**YOUR GOAL:**
In the data that follows, count the lines in which the word "Ethereum" occurs, and report that figure alone.

(EXERCISE DATA begins)

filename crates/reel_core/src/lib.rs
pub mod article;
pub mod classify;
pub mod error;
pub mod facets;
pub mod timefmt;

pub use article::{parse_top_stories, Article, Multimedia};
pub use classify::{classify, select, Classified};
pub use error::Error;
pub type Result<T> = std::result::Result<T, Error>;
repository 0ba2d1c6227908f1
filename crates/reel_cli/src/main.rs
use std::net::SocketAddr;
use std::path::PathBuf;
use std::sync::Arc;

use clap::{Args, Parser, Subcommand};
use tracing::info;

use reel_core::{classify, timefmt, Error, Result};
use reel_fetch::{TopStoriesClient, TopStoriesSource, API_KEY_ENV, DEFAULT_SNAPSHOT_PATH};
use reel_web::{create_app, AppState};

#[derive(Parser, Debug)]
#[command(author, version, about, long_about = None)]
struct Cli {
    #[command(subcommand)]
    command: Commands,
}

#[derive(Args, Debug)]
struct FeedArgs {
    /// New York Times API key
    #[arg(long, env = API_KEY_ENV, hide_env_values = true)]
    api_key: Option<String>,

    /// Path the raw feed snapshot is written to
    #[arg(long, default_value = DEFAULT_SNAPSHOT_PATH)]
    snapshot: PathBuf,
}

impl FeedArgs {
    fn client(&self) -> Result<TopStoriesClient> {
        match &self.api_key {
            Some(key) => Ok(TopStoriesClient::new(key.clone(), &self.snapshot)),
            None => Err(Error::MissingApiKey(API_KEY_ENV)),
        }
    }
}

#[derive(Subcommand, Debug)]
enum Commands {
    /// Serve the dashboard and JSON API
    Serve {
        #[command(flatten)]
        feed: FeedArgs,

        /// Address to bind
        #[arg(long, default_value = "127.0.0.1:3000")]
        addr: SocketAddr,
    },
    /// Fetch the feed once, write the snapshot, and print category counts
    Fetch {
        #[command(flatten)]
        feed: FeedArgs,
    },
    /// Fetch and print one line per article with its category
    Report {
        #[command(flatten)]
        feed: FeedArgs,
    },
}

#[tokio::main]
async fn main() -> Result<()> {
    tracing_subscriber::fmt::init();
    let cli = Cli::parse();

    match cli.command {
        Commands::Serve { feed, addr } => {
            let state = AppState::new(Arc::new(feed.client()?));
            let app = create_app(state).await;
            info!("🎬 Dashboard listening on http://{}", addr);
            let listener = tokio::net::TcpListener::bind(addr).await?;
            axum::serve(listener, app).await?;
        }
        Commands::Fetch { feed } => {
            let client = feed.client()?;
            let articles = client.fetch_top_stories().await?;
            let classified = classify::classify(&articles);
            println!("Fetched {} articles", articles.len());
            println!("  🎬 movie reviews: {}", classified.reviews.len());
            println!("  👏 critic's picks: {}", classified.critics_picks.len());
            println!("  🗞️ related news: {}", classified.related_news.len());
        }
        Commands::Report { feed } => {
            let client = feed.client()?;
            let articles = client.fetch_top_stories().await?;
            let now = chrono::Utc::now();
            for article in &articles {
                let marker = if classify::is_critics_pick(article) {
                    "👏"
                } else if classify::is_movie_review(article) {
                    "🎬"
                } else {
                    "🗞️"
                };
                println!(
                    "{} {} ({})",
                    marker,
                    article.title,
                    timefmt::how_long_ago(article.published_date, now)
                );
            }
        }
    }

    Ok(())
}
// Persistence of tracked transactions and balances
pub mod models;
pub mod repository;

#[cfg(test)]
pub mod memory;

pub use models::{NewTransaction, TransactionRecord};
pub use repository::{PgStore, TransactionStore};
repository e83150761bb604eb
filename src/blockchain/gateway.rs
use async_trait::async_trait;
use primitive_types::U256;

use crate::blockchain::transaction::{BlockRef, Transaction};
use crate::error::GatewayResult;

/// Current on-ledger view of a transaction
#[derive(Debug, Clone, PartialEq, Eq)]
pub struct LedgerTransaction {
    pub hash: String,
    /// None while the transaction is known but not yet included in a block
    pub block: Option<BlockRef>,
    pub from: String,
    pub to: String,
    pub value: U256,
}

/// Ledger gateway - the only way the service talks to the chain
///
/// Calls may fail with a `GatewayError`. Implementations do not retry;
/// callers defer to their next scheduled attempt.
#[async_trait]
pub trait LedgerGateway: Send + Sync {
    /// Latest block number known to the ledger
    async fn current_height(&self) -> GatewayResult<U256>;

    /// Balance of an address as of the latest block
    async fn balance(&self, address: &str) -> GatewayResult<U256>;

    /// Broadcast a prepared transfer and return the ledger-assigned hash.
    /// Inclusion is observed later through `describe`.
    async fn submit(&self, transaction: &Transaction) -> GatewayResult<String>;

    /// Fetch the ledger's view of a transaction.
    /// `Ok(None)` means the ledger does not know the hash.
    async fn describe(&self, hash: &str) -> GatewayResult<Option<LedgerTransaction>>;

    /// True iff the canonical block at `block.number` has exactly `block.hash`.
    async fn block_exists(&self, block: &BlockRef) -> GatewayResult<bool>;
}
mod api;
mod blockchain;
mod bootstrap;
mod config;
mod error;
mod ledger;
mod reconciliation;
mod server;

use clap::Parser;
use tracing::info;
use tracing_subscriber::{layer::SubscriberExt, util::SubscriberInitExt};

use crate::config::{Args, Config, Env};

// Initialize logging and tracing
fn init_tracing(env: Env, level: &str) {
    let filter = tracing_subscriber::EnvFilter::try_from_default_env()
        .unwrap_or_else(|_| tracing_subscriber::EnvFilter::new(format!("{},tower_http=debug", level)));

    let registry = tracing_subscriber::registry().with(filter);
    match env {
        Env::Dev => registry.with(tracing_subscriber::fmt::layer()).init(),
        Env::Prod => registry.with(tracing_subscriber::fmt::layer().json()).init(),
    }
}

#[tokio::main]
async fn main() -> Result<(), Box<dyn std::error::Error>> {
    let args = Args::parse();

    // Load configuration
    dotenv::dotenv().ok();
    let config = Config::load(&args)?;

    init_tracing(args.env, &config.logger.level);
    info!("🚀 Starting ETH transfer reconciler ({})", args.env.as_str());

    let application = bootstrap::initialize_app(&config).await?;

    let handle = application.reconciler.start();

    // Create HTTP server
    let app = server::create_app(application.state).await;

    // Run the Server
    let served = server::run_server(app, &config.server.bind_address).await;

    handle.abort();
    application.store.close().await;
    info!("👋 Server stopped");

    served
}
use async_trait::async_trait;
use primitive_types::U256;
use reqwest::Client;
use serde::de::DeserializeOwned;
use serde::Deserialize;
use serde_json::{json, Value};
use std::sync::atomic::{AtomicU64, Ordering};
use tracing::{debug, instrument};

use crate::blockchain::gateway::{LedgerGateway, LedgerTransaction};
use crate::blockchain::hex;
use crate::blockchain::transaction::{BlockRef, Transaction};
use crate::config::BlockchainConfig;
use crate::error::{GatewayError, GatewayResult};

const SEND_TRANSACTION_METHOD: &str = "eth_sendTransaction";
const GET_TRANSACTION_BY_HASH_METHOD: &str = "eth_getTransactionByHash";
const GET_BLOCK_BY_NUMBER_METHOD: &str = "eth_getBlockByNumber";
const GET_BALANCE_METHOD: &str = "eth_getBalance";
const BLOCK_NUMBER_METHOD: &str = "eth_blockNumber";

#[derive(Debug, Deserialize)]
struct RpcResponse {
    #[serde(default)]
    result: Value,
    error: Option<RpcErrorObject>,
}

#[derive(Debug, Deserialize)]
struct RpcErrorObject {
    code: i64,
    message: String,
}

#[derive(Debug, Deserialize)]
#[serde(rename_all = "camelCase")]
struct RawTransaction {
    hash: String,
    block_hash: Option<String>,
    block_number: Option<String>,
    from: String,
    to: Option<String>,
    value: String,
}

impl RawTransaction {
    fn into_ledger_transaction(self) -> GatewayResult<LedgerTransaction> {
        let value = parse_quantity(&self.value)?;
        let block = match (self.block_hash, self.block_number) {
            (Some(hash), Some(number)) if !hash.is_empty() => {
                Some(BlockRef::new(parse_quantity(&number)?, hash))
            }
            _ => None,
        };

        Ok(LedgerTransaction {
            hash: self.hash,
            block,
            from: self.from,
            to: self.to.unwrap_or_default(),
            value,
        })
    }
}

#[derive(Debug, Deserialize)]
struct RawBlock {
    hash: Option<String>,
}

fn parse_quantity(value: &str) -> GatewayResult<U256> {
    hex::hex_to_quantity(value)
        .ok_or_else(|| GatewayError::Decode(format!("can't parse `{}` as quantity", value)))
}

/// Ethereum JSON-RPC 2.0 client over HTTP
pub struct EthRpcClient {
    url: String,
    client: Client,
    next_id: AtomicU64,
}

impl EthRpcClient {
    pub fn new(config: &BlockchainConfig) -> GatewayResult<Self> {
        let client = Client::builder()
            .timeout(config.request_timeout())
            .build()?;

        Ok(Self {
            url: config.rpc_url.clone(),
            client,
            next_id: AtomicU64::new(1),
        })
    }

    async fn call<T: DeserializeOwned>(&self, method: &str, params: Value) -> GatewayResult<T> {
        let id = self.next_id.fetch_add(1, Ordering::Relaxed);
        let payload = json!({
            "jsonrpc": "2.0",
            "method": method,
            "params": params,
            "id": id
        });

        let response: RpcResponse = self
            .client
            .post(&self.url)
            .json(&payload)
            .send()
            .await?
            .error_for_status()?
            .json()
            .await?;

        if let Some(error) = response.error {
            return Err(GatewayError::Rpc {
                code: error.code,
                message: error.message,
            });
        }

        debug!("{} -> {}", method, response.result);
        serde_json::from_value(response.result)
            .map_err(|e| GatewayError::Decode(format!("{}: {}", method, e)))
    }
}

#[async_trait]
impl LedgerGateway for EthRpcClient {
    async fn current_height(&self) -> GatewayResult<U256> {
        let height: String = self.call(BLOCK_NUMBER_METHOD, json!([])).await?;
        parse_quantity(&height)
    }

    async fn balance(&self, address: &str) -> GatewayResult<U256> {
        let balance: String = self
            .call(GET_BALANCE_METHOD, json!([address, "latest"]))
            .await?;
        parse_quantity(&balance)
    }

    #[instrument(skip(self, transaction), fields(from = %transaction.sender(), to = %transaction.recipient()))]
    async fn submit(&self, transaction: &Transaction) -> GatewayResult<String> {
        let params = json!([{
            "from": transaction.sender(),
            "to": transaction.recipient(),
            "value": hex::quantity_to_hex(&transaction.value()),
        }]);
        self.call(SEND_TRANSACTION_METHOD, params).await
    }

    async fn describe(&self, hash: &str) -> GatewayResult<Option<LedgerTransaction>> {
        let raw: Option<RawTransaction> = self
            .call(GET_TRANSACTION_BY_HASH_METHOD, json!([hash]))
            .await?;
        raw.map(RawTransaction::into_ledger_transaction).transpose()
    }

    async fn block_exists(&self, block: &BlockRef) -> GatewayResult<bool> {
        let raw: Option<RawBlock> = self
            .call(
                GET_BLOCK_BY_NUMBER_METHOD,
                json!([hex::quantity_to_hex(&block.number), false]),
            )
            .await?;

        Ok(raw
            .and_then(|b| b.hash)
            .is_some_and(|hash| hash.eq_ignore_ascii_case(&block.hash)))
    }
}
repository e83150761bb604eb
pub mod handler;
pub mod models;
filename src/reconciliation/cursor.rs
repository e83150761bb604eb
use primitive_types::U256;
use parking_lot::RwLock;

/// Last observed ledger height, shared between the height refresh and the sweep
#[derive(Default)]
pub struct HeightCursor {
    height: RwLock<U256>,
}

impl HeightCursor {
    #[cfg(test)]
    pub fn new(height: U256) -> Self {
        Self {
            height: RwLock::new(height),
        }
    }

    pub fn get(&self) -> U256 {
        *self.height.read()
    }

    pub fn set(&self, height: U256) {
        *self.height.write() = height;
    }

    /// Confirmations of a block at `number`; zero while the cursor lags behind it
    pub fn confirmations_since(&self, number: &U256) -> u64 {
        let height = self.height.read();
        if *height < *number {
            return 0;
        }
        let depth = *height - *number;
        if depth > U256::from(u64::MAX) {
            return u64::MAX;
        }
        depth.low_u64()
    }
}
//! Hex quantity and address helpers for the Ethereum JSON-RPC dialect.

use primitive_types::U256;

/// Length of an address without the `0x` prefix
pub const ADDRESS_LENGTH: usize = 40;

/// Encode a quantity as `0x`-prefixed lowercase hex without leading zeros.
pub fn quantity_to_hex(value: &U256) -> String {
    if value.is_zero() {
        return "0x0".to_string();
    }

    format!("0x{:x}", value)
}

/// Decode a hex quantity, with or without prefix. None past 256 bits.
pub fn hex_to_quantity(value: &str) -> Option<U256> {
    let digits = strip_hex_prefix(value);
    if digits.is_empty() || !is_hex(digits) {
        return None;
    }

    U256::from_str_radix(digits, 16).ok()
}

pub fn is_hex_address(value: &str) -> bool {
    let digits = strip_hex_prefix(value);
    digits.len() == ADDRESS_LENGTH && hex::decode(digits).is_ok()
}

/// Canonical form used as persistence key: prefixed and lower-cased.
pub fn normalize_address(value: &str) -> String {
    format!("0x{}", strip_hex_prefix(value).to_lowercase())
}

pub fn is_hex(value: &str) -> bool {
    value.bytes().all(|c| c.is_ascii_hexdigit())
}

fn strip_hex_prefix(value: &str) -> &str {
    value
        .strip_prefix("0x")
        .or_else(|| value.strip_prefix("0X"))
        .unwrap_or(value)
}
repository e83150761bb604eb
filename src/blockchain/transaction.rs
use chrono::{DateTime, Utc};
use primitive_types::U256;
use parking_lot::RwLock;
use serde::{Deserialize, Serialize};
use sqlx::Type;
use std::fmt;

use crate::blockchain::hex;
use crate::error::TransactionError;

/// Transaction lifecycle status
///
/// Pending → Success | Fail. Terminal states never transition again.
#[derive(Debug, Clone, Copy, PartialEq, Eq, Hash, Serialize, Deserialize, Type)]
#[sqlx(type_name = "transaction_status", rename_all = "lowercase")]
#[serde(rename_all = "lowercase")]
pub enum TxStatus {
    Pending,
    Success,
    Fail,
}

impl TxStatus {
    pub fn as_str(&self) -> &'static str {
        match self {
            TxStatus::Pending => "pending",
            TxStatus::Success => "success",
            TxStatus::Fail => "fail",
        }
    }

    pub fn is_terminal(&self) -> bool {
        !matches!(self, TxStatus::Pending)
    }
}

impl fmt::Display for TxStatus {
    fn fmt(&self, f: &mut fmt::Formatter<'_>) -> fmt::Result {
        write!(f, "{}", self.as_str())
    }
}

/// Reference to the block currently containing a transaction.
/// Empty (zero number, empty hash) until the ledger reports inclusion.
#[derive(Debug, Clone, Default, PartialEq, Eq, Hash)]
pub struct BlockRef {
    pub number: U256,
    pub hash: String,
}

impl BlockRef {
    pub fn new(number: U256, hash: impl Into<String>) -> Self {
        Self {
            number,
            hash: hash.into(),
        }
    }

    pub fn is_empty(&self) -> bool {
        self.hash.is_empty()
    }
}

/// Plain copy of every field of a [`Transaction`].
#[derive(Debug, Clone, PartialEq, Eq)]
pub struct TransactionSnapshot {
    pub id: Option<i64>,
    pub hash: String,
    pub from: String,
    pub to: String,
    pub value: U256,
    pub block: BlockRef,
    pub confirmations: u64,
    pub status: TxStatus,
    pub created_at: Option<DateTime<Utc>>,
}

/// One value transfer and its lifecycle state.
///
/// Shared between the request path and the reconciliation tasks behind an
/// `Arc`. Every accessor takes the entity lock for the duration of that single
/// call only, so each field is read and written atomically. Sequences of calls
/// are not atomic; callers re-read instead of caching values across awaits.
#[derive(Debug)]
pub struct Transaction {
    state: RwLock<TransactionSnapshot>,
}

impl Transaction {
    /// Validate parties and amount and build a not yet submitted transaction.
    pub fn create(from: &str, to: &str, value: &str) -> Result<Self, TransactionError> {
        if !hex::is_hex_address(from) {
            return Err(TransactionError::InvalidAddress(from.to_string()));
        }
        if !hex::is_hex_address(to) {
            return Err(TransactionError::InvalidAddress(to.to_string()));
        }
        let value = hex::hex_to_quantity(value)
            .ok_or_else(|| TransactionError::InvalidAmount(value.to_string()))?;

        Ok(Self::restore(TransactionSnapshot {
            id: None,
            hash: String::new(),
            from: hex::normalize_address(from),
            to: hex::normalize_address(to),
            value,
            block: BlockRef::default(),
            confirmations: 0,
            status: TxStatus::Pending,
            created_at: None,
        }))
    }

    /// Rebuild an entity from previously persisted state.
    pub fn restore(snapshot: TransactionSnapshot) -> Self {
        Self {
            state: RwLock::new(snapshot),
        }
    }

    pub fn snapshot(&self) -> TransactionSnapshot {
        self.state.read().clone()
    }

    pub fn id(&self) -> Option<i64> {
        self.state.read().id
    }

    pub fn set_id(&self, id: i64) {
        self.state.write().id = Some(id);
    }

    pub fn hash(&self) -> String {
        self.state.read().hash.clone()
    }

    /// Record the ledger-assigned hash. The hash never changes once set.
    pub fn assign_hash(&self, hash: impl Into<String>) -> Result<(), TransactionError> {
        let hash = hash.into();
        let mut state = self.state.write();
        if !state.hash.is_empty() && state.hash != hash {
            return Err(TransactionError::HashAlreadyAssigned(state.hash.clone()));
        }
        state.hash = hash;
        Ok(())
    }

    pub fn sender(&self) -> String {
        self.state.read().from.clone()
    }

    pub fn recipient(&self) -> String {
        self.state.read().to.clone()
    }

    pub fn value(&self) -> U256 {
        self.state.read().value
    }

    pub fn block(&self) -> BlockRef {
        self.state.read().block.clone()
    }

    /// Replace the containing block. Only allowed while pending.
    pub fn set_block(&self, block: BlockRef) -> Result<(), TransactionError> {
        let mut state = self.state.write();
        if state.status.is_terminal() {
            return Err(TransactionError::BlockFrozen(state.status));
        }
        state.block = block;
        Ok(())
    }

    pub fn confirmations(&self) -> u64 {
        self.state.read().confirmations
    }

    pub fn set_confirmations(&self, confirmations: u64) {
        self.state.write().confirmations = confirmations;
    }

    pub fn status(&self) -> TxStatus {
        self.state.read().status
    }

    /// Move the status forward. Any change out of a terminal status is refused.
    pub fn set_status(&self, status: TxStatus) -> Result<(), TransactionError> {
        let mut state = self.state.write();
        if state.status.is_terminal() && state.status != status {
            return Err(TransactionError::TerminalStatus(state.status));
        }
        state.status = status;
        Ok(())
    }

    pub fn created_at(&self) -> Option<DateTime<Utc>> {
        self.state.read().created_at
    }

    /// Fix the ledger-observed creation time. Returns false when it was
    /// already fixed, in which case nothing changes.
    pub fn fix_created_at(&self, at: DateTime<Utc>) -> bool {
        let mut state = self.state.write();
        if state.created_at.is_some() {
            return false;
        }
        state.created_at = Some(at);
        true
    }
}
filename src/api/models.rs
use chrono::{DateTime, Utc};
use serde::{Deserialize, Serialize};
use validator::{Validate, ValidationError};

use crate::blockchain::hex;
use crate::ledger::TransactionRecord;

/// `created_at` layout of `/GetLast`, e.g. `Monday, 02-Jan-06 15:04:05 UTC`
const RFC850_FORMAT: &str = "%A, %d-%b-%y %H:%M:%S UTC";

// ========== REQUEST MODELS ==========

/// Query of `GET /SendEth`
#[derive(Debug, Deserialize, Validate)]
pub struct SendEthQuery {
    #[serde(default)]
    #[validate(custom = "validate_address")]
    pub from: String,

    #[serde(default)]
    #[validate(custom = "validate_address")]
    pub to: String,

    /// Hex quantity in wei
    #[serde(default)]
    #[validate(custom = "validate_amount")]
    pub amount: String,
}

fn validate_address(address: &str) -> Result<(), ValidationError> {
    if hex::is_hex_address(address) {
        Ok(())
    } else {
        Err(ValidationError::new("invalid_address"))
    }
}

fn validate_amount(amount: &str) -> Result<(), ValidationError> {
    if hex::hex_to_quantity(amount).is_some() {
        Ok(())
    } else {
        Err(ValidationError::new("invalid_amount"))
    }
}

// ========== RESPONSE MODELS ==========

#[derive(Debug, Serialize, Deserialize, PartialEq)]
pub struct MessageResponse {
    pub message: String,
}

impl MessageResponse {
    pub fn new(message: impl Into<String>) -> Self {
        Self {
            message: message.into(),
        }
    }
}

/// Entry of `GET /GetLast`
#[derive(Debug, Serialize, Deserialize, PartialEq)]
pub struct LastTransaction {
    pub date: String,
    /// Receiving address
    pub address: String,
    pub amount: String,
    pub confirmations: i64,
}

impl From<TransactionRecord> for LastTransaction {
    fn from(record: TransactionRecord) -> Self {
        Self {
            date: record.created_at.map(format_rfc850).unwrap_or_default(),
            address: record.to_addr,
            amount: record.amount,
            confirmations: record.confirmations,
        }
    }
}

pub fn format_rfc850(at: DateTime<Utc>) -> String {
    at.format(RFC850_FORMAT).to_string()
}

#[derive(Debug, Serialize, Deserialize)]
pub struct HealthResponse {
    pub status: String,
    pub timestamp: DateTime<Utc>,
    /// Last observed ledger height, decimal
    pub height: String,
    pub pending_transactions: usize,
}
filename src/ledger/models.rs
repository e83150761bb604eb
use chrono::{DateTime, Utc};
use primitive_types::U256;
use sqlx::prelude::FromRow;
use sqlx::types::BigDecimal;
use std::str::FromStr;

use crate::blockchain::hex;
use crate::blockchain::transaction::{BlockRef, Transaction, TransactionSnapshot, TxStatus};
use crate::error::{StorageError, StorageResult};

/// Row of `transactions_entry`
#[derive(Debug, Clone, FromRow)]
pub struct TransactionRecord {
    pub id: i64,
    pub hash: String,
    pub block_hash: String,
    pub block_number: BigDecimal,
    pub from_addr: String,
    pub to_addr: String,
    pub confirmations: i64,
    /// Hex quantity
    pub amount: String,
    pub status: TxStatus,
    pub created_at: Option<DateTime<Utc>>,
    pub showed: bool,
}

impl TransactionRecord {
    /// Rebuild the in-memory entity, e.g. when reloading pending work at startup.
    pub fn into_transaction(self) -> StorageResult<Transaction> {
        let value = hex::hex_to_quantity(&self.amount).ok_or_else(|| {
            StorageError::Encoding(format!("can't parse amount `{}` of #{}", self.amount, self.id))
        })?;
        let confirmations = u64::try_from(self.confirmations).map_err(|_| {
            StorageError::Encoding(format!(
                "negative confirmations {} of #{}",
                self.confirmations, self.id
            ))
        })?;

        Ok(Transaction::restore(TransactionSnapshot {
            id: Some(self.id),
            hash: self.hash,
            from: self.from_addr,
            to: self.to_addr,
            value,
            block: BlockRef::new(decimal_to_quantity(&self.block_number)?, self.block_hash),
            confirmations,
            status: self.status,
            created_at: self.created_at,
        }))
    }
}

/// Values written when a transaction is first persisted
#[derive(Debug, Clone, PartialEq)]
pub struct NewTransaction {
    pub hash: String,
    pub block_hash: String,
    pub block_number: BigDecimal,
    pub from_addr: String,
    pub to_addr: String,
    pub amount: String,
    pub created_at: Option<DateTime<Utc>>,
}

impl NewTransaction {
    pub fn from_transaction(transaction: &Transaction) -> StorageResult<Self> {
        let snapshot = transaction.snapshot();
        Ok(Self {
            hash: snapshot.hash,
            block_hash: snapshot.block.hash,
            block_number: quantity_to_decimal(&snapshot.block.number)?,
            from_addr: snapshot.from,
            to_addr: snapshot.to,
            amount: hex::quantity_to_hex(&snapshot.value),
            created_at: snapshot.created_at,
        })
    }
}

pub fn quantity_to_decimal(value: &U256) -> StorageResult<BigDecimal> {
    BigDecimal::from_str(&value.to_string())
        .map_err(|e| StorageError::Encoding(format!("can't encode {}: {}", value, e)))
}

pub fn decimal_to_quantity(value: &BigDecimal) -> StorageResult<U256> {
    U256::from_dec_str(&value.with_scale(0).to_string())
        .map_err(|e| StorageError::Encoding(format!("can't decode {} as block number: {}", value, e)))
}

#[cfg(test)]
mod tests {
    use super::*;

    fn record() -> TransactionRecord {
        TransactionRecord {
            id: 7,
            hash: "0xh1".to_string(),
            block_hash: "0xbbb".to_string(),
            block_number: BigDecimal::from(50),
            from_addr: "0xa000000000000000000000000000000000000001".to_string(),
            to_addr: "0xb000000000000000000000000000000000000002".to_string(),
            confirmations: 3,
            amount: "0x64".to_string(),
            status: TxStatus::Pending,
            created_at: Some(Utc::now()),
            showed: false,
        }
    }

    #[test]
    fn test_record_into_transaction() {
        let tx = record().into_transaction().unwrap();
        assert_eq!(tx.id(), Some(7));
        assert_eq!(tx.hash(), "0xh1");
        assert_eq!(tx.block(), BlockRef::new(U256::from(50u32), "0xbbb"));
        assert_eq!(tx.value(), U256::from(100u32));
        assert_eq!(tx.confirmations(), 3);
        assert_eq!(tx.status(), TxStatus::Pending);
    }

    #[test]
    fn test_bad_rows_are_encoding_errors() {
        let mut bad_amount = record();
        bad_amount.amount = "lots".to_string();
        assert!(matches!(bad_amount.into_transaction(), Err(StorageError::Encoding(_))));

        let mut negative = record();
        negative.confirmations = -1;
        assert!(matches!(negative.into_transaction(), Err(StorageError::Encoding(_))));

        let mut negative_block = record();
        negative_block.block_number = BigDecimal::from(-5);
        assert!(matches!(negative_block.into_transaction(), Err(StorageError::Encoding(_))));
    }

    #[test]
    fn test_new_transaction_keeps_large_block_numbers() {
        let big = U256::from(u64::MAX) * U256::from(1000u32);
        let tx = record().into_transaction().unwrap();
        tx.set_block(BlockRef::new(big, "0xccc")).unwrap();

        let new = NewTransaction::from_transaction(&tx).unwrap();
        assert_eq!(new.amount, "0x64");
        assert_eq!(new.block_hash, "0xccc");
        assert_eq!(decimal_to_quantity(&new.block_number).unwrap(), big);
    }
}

(EXERCISE DATA ends)

**SOLUTION FOR THIS EXERCISE:**
2